## WHAT IS EXPECTED
Repeat the records below in their entirety, exactly.

## DATA SECTION
--- START ---
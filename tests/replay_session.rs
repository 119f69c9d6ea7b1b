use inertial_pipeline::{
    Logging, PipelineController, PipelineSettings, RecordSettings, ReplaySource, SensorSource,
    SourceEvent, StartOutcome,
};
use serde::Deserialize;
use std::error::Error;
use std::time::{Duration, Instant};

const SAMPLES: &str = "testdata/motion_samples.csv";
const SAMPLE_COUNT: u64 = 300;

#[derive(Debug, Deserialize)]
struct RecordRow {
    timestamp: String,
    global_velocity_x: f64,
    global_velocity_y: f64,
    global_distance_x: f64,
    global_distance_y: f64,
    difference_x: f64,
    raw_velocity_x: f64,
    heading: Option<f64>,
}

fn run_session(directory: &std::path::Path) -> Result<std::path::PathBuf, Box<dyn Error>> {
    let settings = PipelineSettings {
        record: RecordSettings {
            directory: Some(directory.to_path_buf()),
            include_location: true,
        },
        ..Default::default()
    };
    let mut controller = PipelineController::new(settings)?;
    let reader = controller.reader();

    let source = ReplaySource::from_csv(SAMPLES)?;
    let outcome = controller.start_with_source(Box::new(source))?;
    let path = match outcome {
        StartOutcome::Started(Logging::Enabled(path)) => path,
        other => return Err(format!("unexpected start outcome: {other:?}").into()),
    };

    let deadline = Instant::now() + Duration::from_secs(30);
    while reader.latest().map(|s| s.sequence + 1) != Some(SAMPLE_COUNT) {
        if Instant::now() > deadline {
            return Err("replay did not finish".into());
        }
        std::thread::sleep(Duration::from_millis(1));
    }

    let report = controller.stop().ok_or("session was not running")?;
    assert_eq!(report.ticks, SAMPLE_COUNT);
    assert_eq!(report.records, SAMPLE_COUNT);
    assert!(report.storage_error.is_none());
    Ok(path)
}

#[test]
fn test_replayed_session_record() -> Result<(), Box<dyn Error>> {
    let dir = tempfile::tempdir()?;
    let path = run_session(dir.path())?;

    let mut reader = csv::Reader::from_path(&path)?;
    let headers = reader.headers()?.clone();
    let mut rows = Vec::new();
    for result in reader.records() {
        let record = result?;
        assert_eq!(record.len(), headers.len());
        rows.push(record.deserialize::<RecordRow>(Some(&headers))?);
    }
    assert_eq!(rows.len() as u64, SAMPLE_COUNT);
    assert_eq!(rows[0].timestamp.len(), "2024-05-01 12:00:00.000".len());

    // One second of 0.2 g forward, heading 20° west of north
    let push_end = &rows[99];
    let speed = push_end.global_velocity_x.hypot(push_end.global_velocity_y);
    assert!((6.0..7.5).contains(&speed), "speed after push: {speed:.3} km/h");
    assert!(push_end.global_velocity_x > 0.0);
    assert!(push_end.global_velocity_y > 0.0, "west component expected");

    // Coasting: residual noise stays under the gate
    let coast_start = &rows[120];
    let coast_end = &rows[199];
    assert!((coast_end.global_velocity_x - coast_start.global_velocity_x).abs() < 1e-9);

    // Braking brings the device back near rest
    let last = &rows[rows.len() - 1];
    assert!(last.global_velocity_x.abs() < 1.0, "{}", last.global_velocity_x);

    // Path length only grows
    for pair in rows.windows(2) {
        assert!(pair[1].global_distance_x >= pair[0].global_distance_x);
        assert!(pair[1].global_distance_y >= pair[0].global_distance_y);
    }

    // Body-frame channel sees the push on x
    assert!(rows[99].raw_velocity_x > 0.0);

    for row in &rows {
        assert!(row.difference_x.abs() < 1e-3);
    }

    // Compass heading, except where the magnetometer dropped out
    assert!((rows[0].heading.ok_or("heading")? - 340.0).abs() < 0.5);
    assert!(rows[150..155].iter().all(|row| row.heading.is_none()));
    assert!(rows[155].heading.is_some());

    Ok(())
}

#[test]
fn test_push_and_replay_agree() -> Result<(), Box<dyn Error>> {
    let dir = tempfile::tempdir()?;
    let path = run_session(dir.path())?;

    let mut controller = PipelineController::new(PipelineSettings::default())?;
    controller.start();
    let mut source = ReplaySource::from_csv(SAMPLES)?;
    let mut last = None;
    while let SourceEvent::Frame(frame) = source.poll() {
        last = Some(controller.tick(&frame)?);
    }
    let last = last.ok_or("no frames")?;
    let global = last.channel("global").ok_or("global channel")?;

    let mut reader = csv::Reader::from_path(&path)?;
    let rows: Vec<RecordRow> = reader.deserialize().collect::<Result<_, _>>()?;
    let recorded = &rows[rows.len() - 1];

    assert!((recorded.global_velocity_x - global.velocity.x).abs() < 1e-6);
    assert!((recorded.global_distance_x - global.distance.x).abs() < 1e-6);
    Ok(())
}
--- END ---
## ANSWER SPACE
filename tests/replay_session.rs
repository 119f69c9d6ea7b1b
use inertial_pipeline::{
    Logging, PipelineController, PipelineSettings, RecordSettings, ReplaySource, SensorSource,
    SourceEvent, StartOutcome,
};
use serde::Deserialize;
use std::error::Error;
use std::time::{Duration, Instant};

const SAMPLES: &str = "testdata/motion_samples.csv";
const SAMPLE_COUNT: u64 = 300;

#[derive(Debug, Deserialize)]
struct RecordRow {
    timestamp: String,
    global_velocity_x: f64,
    global_velocity_y: f64,
    global_distance_x: f64,
    global_distance_y: f64,
    difference_x: f64,
    raw_velocity_x: f64,
    heading: Option<f64>,
}

fn run_session(directory: &std::path::Path) -> Result<std::path::PathBuf, Box<dyn Error>> {
    let settings = PipelineSettings {
        record: RecordSettings {
            directory: Some(directory.to_path_buf()),
            include_location: true,
        },
        ..Default::default()
    };
    let mut controller = PipelineController::new(settings)?;
    let reader = controller.reader();

    let source = ReplaySource::from_csv(SAMPLES)?;
    let outcome = controller.start_with_source(Box::new(source))?;
    let path = match outcome {
        StartOutcome::Started(Logging::Enabled(path)) => path,
        other => return Err(format!("unexpected start outcome: {other:?}").into()),
    };

    let deadline = Instant::now() + Duration::from_secs(30);
    while reader.latest().map(|s| s.sequence + 1) != Some(SAMPLE_COUNT) {
        if Instant::now() > deadline {
            return Err("replay did not finish".into());
        }
        std::thread::sleep(Duration::from_millis(1));
    }

    let report = controller.stop().ok_or("session was not running")?;
    assert_eq!(report.ticks, SAMPLE_COUNT);
    assert_eq!(report.records, SAMPLE_COUNT);
    assert!(report.storage_error.is_none());
    Ok(path)
}

#[test]
fn test_replayed_session_record() -> Result<(), Box<dyn Error>> {
    let dir = tempfile::tempdir()?;
    let path = run_session(dir.path())?;

    let mut reader = csv::Reader::from_path(&path)?;
    let headers = reader.headers()?.clone();
    let mut rows = Vec::new();
    for result in reader.records() {
        let record = result?;
        assert_eq!(record.len(), headers.len());
        rows.push(record.deserialize::<RecordRow>(Some(&headers))?);
    }
    assert_eq!(rows.len() as u64, SAMPLE_COUNT);
    assert_eq!(rows[0].timestamp.len(), "2024-05-01 12:00:00.000".len());

    // One second of 0.2 g forward, heading 20° west of north
    let push_end = &rows[99];
    let speed = push_end.global_velocity_x.hypot(push_end.global_velocity_y);
    assert!((6.0..7.5).contains(&speed), "speed after push: {speed:.3} km/h");
    assert!(push_end.global_velocity_x > 0.0);
    assert!(push_end.global_velocity_y > 0.0, "west component expected");

    // Coasting: residual noise stays under the gate
    let coast_start = &rows[120];
    let coast_end = &rows[199];
    assert!((coast_end.global_velocity_x - coast_start.global_velocity_x).abs() < 1e-9);

    // Braking brings the device back near rest
    let last = &rows[rows.len() - 1];
    assert!(last.global_velocity_x.abs() < 1.0, "{}", last.global_velocity_x);

    // Path length only grows
    for pair in rows.windows(2) {
        assert!(pair[1].global_distance_x >= pair[0].global_distance_x);
        assert!(pair[1].global_distance_y >= pair[0].global_distance_y);
    }

    // Body-frame channel sees the push on x
    assert!(rows[99].raw_velocity_x > 0.0);

    for row in &rows {
        assert!(row.difference_x.abs() < 1e-3);
    }

    // Compass heading, except where the magnetometer dropped out
    assert!((rows[0].heading.ok_or("heading")? - 340.0).abs() < 0.5);
    assert!(rows[150..155].iter().all(|row| row.heading.is_none()));
    assert!(rows[155].heading.is_some());

    Ok(())
}

#[test]
fn test_push_and_replay_agree() -> Result<(), Box<dyn Error>> {
    let dir = tempfile::tempdir()?;
    let path = run_session(dir.path())?;

    let mut controller = PipelineController::new(PipelineSettings::default())?;
    controller.start();
    let mut source = ReplaySource::from_csv(SAMPLES)?;
    let mut last = None;
    while let SourceEvent::Frame(frame) = source.poll() {
        last = Some(controller.tick(&frame)?);
    }
    let last = last.ok_or("no frames")?;
    let global = last.channel("global").ok_or("global channel")?;

    let mut reader = csv::Reader::from_path(&path)?;
    let rows: Vec<RecordRow> = reader.deserialize().collect::<Result<_, _>>()?;
    let recorded = &rows[rows.len() - 1];

    assert!((recorded.global_velocity_x - global.velocity.x).abs() < 1e-6);
    assert!((recorded.global_distance_x - global.distance.x).abs() < 1e-6);
    Ok(())
}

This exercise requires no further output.